ASSIGNED TASK —
Please write out the data exactly, line by line.
_ _ _ _
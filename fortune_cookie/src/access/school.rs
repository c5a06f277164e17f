//! School name extraction from backend denial reasons.

use regex::Regex;
use std::sync::LazyLock;

/// Shown when no known phrasing matches
pub const SCHOOL_PLACEHOLDER: &str = "해당 학교";

/// Known phrasings, most specific first
static SCHOOL_PATTERNS: LazyLock<Vec<Regex>> = LazyLock::new(|| {
    [
        r"(\S+)의 학교 정보가",
        r"(\S+)의 이용 기간이",
        r"(\S+)의 이용 기간\(",
        r"(\S+)의",
    ]
    .iter()
    .filter_map(|pattern| match Regex::new(pattern) {
        Ok(re) => Some(re),
        Err(e) => {
            log::error!("Invalid school pattern {}: {}", pattern, e);
            None
        }
    })
    .collect()
});

/// Pull the school name out of a denial reason, first matching pattern wins
pub fn extract_school_name(reason: Option<&str>) -> String {
    let Some(reason) = reason else {
        return SCHOOL_PLACEHOLDER.to_string();
    };

    SCHOOL_PATTERNS
        .iter()
        .find_map(|re| re.captures(reason))
        .and_then(|caps| caps.get(1))
        .map(|m| m.as_str().to_string())
        .unwrap_or_else(|| SCHOOL_PLACEHOLDER.to_string())
}

#[cfg(test)]
mod tests {
    use super::*;
    use proptest::prelude::*;

    #[test]
    fn test_period_phrasing() {
        assert_eq!(
            extract_school_name(Some("한밭고의 이용 기간이 아직 설정되지 않았습니다")),
            "한밭고"
        );
    }

    #[test]
    fn test_school_info_phrasing() {
        assert_eq!(
            extract_school_name(Some("대전고의 학교 정보가 없습니다")),
            "대전고"
        );
    }

    #[test]
    fn test_parenthesised_period_phrasing() {
        assert_eq!(
            extract_school_name(Some("서울고의 이용 기간(2025-03-01 ~ 2025-07-31)이 아닙니다")),
            "서울고"
        );
    }

    #[test]
    fn test_specific_pattern_beats_generic() {
        // Generic pattern alone would pick the first "의"
        assert_eq!(
            extract_school_name(Some("안내: 학생의 소속 한밭고의 이용 기간이 끝났습니다")),
            "한밭고"
        );
    }

    #[test]
    fn test_generic_fallback_and_placeholder() {
        assert_eq!(extract_school_name(Some("충남고의 요청")), "충남고");
        assert_eq!(extract_school_name(Some("access denied")), SCHOOL_PLACEHOLDER);
        assert_eq!(extract_school_name(None), SCHOOL_PLACEHOLDER);
    }

    proptest! {
        #[test]
        fn prop_period_phrasing_recovers_name(name in "[가-힣]{1,8}") {
            let reason = format!("{name}의 이용 기간이 아직 설정되지 않았습니다");
            prop_assert_eq!(extract_school_name(Some(&reason)), name);
        }

        #[test]
        fn prop_never_empty(reason in ".*") {
            prop_assert!(!extract_school_name(Some(&reason)).is_empty());
        }
    }
}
_ _ _ _
YOUR RESPONSE —
filename fortune_cookie/src/access/school.rs
repository c5a06f277164e17f
//! School name extraction from backend denial reasons.

use regex::Regex;
use std::sync::LazyLock;

/// Shown when no known phrasing matches
pub const SCHOOL_PLACEHOLDER: &str = "해당 학교";

/// Known phrasings, most specific first
static SCHOOL_PATTERNS: LazyLock<Vec<Regex>> = LazyLock::new(|| {
    [
        r"(\S+)의 학교 정보가",
        r"(\S+)의 이용 기간이",
        r"(\S+)의 이용 기간\(",
        r"(\S+)의",
    ]
    .iter()
    .filter_map(|pattern| match Regex::new(pattern) {
        Ok(re) => Some(re),
        Err(e) => {
            log::error!("Invalid school pattern {}: {}", pattern, e);
            None
        }
    })
    .collect()
});

/// Pull the school name out of a denial reason, first matching pattern wins
pub fn extract_school_name(reason: Option<&str>) -> String {
    let Some(reason) = reason else {
        return SCHOOL_PLACEHOLDER.to_string();
    };

    SCHOOL_PATTERNS
        .iter()
        .find_map(|re| re.captures(reason))
        .and_then(|caps| caps.get(1))
        .map(|m| m.as_str().to_string())
        .unwrap_or_else(|| SCHOOL_PLACEHOLDER.to_string())
}

#[cfg(test)]
mod tests {
    use super::*;
    use proptest::prelude::*;

    #[test]
    fn test_period_phrasing() {
        assert_eq!(
            extract_school_name(Some("한밭고의 이용 기간이 아직 설정되지 않았습니다")),
            "한밭고"
        );
    }

    #[test]
    fn test_school_info_phrasing() {
        assert_eq!(
            extract_school_name(Some("대전고의 학교 정보가 없습니다")),
            "대전고"
        );
    }

    #[test]
    fn test_parenthesised_period_phrasing() {
        assert_eq!(
            extract_school_name(Some("서울고의 이용 기간(2025-03-01 ~ 2025-07-31)이 아닙니다")),
            "서울고"
        );
    }

    #[test]
    fn test_specific_pattern_beats_generic() {
        // Generic pattern alone would pick the first "의"
        assert_eq!(
            extract_school_name(Some("안내: 학생의 소속 한밭고의 이용 기간이 끝났습니다")),
            "한밭고"
        );
    }

    #[test]
    fn test_generic_fallback_and_placeholder() {
        assert_eq!(extract_school_name(Some("충남고의 요청")), "충남고");
        assert_eq!(extract_school_name(Some("access denied")), SCHOOL_PLACEHOLDER);
        assert_eq!(extract_school_name(None), SCHOOL_PLACEHOLDER);
    }

    proptest! {
        #[test]
        fn prop_period_phrasing_recovers_name(name in "[가-힣]{1,8}") {
            let reason = format!("{name}의 이용 기간이 아직 설정되지 않았습니다");
            prop_assert_eq!(extract_school_name(Some(&reason)), name);
        }

        #[test]
        fn prop_never_empty(reason in ".*") {
            prop_assert!(!extract_school_name(Some(&reason)).is_empty());
        }
    }
}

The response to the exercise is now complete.